This code doesn't do any outputting yet, it just gathers the data. We now have a bunch of paragraphs in an array, we know their length, and we know roughly how many bytes of HTML were necessary to create them. Let's see what emerge from our statistics.

這裡代碼還沒有做輸出部分，它只是聚合數據。現在我們有一系列的文字段（用數組保存），以及它們的長度和生成它們所需要的HTML的大概字節數。現在讓我們來看看統計學帶來了什麼。

Examining the Data

數據分析

Luckily, there are some patterns in the data. In the raw output below, you'll notice there are definite spikes in the number of HTML bytes required to encode lines of text, notably around the title, both sidebars, headers and footers.

幸運的是，數據裡總是存在一些模式。從下面的原始輸出你可以發現有些文本需要大量的HTML來編碼，特別是標題、側邊欄、頁眉和頁腳。

While the number of HTML bytes spikes in places, it remains below average for quite a few lines. On these lines, the text output is rather high. Calculating the density of text to HTML bytes gives us a better understanding of this relationship.

雖然HTML字節數的峰值多次出現，但大部分仍然低於平均值；我們也可以看到在大部分低HTML字節數的字段中，文本輸出卻相當高。通過計算文本與HTML字節數的比率（即密度）可以讓我們更容易明白它們之間的關係：The patterns are more obvious in this density value, so it gives us something concrete to work with.

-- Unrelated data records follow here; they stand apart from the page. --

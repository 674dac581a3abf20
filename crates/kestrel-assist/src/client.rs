//! Inference server client
//!
//! Generation deliberately carries no timeout: a summary of a long page on
//! a slow machine can take minutes, and the product exposes no
//! cancellation. Only the availability probe is allowed to give up
//! quickly, so the settings dialog can disable AI controls instead of
//! hanging.

use std::time::Duration;

use futures_util::StreamExt;
use serde::{Deserialize, Serialize};

use crate::error::AssistError;
use crate::Result;

/// Default address of the local inference server
pub const DEFAULT_ENDPOINT: &str = "http://127.0.0.1:11434";

/// How long the model-list probe waits before declaring the server down
const PROBE_TIMEOUT: Duration = Duration::from_secs(3);

#[derive(Debug, Clone, Serialize)]
pub struct GenerateRequest {
    pub model: String,
    pub system: String,
    pub prompt: String,
    stream: bool,
}

impl GenerateRequest {
    pub fn new(
        model: impl Into<String>,
        system: impl Into<String>,
        prompt: impl Into<String>,
    ) -> Self {
        Self {
            model: model.into(),
            system: system.into(),
            prompt: prompt.into(),
            stream: true,
        }
    }
}

#[derive(Debug, Deserialize)]
struct TagsResponse {
    #[serde(default)]
    models: Vec<ModelTag>,
}

#[derive(Debug, Deserialize)]
struct ModelTag {
    name: String,
}

#[derive(Debug, Deserialize)]
struct GenerateChunk {
    #[serde(default)]
    response: String,
    #[serde(default)]
    done: bool,
}

#[derive(Debug, Serialize)]
struct PullRequest<'a> {
    name: &'a str,
    stream: bool,
}

pub struct AssistClient {
    http: reqwest::Client,
    base_url: String,
}

impl AssistClient {
    pub fn new() -> Self {
        Self::with_endpoint(DEFAULT_ENDPOINT)
    }

    pub fn with_endpoint(base_url: impl Into<String>) -> Self {
        let base_url = base_url.into();
        Self {
            http: reqwest::Client::new(),
            base_url: base_url.trim_end_matches('/').to_string(),
        }
    }

    pub fn endpoint(&self) -> &str {
        &self.base_url
    }

    /// List the models the server has installed
    pub async fn list_installed_models(&self) -> Result<Vec<String>> {
        let url = format!("{}/api/tags", self.base_url);
        let response = self
            .http
            .get(url)
            .timeout(PROBE_TIMEOUT)
            .send()
            .await?;

        if !response.status().is_success() {
            return Err(AssistError::Server(format!("HTTP {}", response.status())));
        }

        let tags: TagsResponse = response.json().await?;
        Ok(tags.models.into_iter().map(|tag| tag.name).collect())
    }

    /// Whether the server answers at all. The settings dialog uses this to
    /// decide whether AI controls are offered.
    pub async fn is_available(&self) -> bool {
        self.list_installed_models().await.is_ok()
    }

    /// Install a model. Blocking and long-running; there is no progress
    /// reporting and no cancellation, only the completion signal.
    pub async fn pull_model(&self, name: &str) -> Result<()> {
        let url = format!("{}/api/pull", self.base_url);
        let response = self
            .http
            .post(url)
            .json(&PullRequest {
                name,
                stream: false,
            })
            .send()
            .await?;

        if !response.status().is_success() {
            return Err(AssistError::Server(format!("HTTP {}", response.status())));
        }

        tracing::info!(model = %name, "Model installed");
        Ok(())
    }

    /// Stream a generation, invoking `on_chunk` once per text segment the
    /// server emits. Returns when the server reports completion.
    pub async fn generate<F>(&self, request: &GenerateRequest, mut on_chunk: F) -> Result<()>
    where
        F: FnMut(&str),
    {
        let url = format!("{}/api/generate", self.base_url);
        let response = self.http.post(url).json(request).send().await?;

        if !response.status().is_success() {
            return Err(AssistError::Server(format!("HTTP {}", response.status())));
        }

        let mut stream = response.bytes_stream();
        let mut buffer = Vec::new();

        while let Some(bytes) = stream.next().await {
            let bytes = bytes?;
            for line in drain_lines(&mut buffer, &bytes) {
                let chunk: GenerateChunk = serde_json::from_str(&line)?;
                if !chunk.response.is_empty() {
                    on_chunk(&chunk.response);
                }
                if chunk.done {
                    return Ok(());
                }
            }
        }

        // Server closed the stream without a final done marker; treat the
        // leftover partial line, if any, as a last chunk.
        let tail = String::from_utf8_lossy(&buffer);
        let tail = tail.trim();
        if !tail.is_empty() {
            let chunk: GenerateChunk = serde_json::from_str(tail)?;
            if !chunk.response.is_empty() {
                on_chunk(&chunk.response);
            }
        }

        Ok(())
    }
}

impl Default for AssistClient {
    fn default() -> Self {
        Self::new()
    }
}

/// Append raw bytes to the carry-over buffer and drain every complete
/// newline-terminated line. The carry-over stays raw so a multi-byte
/// character split across network chunks is whole again before UTF-8
/// conversion.
fn drain_lines(buffer: &mut Vec<u8>, bytes: &[u8]) -> Vec<String> {
    buffer.extend_from_slice(bytes);

    let mut lines = Vec::new();
    while let Some(idx) = buffer.iter().position(|&b| b == b'\n') {
        let raw: Vec<u8> = buffer.drain(..=idx).collect();
        let line = String::from_utf8_lossy(&raw).trim().to_string();
        if !line.is_empty() {
            lines.push(line);
        }
    }
    lines
}

#[cfg(test)]
mod tests {
    use super::*;

    #[test]
    fn test_drain_lines_reassembles_split_chunks() {
        let mut buffer = Vec::new();

        let lines = drain_lines(&mut buffer, b"{\"response\":\"Hel");
        assert!(lines.is_empty());

        let lines = drain_lines(&mut buffer, b"lo\"}\n{\"response\":\" wor");
        assert_eq!(lines, vec![r#"{"response":"Hello"}"#.to_string()]);

        let lines = drain_lines(&mut buffer, b"ld\",\"done\":true}\n");
        assert_eq!(lines, vec![r#"{"response":" world","done":true}"#.to_string()]);
        assert!(buffer.is_empty());
    }

    #[test]
    fn test_drain_lines_skips_blank_lines() {
        let mut buffer = Vec::new();
        let lines = drain_lines(&mut buffer, b"\n\n{\"done\":true}\n\n");
        assert_eq!(lines, vec![r#"{"done":true}"#.to_string()]);
    }

    #[test]
    fn test_drain_lines_reassembles_split_multibyte_chars() {
        let mut buffer = Vec::new();

        // "café" with the two-byte 'é' split across chunks
        let lines = drain_lines(&mut buffer, b"{\"response\":\"caf\xC3");
        assert!(lines.is_empty());

        let lines = drain_lines(&mut buffer, b"\xA9\"}\n");
        assert_eq!(lines, vec!["{\"response\":\"caf\u{e9}\"}".to_string()]);

        let chunk: GenerateChunk = serde_json::from_str(&lines[0]).unwrap();
        assert_eq!(chunk.response, "caf\u{e9}");
    }

    #[test]
    fn test_chunk_defaults() {
        let chunk: GenerateChunk = serde_json::from_str(r#"{"model":"m"}"#).unwrap();
        assert!(chunk.response.is_empty());
        assert!(!chunk.done);
    }

    #[test]
    fn test_endpoint_is_normalized() {
        let client = AssistClient::with_endpoint("http://localhost:11434/");
        assert_eq!(client.endpoint(), "http://localhost:11434");
    }
}
//! Kestrel Config
//!
//! Persistence for the two JSON documents the browser keeps on disk:
//! `settings.json` and `bookmarks.json`. Both are loaded once at startup
//! (created from defaults if absent) and written back as a full overwrite
//! whenever the user confirms an edit.

mod bookmarks;
mod error;
mod settings;
pub mod store;

pub use bookmarks::{Bookmark, BookmarksFile};
pub use error::ConfigError;
pub use settings::{Settings, SettingsFile, Theme, FONT_SIZE_MAX, FONT_SIZE_MIN};

pub type Result<T> = std::result::Result<T, ConfigError>;
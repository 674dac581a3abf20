//! Browser configuration

use std::path::PathBuf;

use directories::{ProjectDirs, UserDirs};

/// Default address of the local inference server
const DEFAULT_ASSIST_ENDPOINT: &str = "http://127.0.0.1:11434";

#[derive(Debug, Clone)]
pub struct Config {
    /// Path to `settings.json`
    pub settings_path: PathBuf,
    /// Path to `bookmarks.json`
    pub bookmarks_path: PathBuf,
    /// Where accepted downloads land
    pub download_dir: PathBuf,
    /// Base URL of the local inference server
    pub assist_endpoint: String,
}

impl Config {
    pub fn new(data_dir: PathBuf) -> Self {
        let download_dir = UserDirs::new()
            .and_then(|dirs| dirs.download_dir().map(|d| d.to_path_buf()))
            .unwrap_or_else(|| data_dir.join("Downloads"));

        Self {
            settings_path: data_dir.join("settings.json"),
            bookmarks_path: data_dir.join("bookmarks.json"),
            download_dir,
            assist_endpoint: DEFAULT_ASSIST_ENDPOINT.to_string(),
        }
    }

    pub fn data_dir() -> PathBuf {
        ProjectDirs::from("org", "kestrel-browser", "kestrel")
            .map(|dirs| dirs.data_dir().to_path_buf())
            .unwrap_or_else(|| PathBuf::from(".kestrel"))
    }
}

impl Default for Config {
    fn default() -> Self {
        Self::new(Self::data_dir())
    }
}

密度值圖更加清晰地表達了正文的密度更高，這是我們的工作的事實依據。

Filtering the Lines

過濾文本行

The simplest way we can filter lines now is by comparing the density to a fixed threshold, such as 50% or the average density. Finishing the LineWriter class:

過濾文本行的最簡單方法是通過與一個閾值（如50%或者平均值）比較密度值。下面來完成LineWriter類：

def compute_density(self):

「」"Calculate the density for each line, and the average.」"」

total = 0.0
for l in self.lines:
l.density = len(l.text) / float(l.bytes)
total += l.density
# Store for optional use by the neural network.
self.average = total / float(len(self.lines))
def output(self):
「」"Return a string with the useless lines filtered out.」"」
self.compute_density()
output = StringIO.StringIO()
for l in self.lines:
# Check density against threshold.
# Custom filter extensions go here.
if l.density > 0.5:
output.write(l.text)
return output.getvalue()
This rough filter typically gets most of the lines right. All the headers, footers and sidebars text is usually stripped as long as it's not too long. However, if there are long copyright notices, comments, or descriptions of other stories, then those are output too. Also, if there are short lines around inline graphics or adverts within the text, these are not output.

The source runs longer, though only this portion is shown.